Whenever a line of the data below holds the string "ConfigError", copy that line.

RECORDS FOR THIS EXERCISE Block Start

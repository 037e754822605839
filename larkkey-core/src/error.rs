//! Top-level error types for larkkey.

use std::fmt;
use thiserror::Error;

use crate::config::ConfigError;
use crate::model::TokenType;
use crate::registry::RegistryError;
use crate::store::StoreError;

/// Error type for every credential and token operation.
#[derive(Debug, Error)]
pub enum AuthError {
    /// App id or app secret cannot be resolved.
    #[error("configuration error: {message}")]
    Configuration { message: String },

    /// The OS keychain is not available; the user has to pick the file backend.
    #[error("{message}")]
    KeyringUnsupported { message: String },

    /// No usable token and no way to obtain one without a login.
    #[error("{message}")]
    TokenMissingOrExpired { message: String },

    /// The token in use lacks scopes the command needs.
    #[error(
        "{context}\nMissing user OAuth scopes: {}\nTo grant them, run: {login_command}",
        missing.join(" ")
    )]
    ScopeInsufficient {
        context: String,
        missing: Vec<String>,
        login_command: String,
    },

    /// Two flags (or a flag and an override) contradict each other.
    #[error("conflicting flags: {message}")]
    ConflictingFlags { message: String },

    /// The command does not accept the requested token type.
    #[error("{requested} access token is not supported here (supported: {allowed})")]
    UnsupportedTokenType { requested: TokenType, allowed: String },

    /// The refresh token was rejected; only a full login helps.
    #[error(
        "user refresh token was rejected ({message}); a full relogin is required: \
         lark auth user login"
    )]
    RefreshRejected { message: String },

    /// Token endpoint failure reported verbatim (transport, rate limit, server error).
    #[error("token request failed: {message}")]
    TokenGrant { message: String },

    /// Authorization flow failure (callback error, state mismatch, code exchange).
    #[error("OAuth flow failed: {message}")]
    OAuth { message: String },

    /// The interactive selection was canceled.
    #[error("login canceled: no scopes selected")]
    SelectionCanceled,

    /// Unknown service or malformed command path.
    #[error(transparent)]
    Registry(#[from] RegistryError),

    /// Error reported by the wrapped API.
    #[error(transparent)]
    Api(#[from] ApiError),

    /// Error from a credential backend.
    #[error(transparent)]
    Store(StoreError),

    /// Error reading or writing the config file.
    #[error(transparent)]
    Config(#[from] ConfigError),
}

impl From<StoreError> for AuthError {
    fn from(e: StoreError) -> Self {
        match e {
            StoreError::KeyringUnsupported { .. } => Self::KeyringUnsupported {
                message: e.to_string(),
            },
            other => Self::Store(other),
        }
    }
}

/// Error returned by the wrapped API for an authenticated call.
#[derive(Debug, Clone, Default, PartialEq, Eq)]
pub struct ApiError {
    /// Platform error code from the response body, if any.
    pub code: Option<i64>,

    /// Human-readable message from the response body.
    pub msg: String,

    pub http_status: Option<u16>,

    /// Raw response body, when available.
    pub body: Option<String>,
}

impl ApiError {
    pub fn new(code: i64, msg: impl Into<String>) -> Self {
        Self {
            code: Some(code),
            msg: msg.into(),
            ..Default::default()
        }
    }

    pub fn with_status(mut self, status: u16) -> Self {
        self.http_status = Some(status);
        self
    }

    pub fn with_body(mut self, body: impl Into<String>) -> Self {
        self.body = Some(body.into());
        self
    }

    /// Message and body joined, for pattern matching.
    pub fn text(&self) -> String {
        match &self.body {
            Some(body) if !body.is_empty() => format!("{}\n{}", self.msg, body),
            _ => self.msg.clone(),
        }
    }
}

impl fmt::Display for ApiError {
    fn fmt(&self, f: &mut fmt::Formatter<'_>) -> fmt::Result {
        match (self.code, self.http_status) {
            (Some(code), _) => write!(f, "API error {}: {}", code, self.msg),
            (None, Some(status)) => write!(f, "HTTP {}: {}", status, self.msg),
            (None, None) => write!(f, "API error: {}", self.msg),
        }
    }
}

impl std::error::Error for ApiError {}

RECORDS FOR THIS EXERCISE Block End
RECORDS FOR THIS EXERCISE Block Start

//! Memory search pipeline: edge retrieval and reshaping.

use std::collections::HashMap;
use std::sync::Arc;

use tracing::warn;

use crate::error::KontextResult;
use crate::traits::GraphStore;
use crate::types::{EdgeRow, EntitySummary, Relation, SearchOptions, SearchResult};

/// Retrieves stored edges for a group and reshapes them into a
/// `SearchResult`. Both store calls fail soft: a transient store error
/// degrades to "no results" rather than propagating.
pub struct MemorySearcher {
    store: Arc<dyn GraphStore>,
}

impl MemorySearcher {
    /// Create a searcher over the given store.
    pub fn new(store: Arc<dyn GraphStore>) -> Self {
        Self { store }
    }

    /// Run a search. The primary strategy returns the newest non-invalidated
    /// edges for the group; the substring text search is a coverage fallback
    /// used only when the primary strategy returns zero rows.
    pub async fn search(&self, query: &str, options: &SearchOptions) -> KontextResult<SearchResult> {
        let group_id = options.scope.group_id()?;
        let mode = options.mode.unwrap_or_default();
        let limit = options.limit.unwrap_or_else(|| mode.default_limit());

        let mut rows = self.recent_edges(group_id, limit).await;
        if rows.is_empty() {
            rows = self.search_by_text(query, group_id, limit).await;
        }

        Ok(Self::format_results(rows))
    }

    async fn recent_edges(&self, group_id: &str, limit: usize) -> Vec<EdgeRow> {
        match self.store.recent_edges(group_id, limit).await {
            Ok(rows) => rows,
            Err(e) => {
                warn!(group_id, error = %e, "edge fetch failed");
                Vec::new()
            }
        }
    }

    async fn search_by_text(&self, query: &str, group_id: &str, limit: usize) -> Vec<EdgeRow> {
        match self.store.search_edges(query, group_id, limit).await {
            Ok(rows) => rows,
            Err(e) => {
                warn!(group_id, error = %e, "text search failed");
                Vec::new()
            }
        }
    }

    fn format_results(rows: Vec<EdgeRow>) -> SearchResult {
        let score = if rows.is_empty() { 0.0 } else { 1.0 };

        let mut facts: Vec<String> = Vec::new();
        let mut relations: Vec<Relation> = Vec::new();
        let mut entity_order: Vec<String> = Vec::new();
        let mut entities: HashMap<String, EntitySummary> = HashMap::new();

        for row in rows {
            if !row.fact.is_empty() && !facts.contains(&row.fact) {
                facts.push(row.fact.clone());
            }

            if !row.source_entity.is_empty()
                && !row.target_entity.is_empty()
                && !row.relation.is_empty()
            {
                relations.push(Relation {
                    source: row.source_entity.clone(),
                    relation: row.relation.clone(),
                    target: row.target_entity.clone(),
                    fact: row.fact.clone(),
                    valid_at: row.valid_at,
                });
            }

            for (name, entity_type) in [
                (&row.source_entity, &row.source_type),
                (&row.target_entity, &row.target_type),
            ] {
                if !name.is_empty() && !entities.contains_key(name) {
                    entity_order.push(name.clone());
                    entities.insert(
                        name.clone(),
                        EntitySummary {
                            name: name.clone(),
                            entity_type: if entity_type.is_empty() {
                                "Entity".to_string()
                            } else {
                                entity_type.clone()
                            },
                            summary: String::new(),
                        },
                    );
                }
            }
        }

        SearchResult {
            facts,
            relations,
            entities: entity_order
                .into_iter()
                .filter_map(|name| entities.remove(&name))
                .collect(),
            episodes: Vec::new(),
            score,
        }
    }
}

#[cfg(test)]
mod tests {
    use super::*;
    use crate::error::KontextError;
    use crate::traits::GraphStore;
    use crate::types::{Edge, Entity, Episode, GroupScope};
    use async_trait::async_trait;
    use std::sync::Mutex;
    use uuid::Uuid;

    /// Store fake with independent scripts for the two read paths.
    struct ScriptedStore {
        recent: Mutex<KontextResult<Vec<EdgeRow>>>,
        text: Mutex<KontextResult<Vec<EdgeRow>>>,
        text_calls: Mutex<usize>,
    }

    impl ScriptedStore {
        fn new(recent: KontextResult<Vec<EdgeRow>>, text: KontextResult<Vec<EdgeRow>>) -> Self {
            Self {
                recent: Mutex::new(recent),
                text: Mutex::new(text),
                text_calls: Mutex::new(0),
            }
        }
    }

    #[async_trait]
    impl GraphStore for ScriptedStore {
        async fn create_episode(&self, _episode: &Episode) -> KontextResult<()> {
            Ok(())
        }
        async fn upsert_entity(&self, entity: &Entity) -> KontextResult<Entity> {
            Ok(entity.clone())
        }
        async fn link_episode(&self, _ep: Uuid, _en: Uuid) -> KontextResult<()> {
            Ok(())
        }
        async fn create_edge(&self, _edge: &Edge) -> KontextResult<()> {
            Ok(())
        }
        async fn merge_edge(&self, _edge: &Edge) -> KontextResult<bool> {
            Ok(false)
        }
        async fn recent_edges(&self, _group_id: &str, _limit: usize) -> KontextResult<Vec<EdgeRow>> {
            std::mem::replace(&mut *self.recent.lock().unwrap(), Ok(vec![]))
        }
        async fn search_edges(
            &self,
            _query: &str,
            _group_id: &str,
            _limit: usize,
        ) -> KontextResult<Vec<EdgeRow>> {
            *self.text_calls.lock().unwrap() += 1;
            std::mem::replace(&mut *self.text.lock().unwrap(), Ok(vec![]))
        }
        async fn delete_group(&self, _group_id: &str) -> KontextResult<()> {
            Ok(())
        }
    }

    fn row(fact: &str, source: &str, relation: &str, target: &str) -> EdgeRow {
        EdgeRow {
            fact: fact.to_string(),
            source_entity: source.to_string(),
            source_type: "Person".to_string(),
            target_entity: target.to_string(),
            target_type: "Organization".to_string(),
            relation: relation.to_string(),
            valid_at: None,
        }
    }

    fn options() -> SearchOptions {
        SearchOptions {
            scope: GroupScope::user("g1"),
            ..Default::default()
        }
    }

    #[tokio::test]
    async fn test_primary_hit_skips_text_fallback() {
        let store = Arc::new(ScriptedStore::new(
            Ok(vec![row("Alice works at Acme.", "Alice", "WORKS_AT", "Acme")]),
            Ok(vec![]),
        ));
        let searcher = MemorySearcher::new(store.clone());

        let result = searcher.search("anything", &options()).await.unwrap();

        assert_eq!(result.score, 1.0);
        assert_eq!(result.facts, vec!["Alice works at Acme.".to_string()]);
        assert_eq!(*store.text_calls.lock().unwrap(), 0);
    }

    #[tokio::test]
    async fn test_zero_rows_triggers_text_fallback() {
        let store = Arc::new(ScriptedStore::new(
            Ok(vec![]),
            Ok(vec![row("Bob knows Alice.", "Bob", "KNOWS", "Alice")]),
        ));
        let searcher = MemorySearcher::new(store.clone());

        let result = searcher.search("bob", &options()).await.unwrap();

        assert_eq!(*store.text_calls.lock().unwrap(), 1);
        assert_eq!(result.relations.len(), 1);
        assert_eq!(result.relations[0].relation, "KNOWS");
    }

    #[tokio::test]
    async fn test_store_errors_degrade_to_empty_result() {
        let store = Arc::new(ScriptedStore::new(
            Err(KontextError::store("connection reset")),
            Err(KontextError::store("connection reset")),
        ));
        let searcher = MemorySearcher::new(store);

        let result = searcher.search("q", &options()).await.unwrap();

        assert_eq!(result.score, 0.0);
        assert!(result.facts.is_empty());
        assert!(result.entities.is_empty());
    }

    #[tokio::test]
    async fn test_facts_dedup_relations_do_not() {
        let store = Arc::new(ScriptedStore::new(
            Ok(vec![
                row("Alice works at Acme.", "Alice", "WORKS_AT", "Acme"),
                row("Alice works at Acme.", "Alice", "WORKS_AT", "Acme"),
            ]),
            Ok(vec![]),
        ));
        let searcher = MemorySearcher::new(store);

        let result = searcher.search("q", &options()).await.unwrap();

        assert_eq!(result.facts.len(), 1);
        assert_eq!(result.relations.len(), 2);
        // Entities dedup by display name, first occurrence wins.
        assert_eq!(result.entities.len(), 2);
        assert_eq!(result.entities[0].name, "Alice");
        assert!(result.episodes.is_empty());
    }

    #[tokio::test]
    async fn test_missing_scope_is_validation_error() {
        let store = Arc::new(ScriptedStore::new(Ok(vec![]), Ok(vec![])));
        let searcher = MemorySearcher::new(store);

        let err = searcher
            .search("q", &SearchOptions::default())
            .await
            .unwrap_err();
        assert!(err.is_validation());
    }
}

RECORDS FOR THIS EXERCISE Block End

### FINISHED TASK
use crate::config::ConfigError;
    Config(#[from] ConfigError),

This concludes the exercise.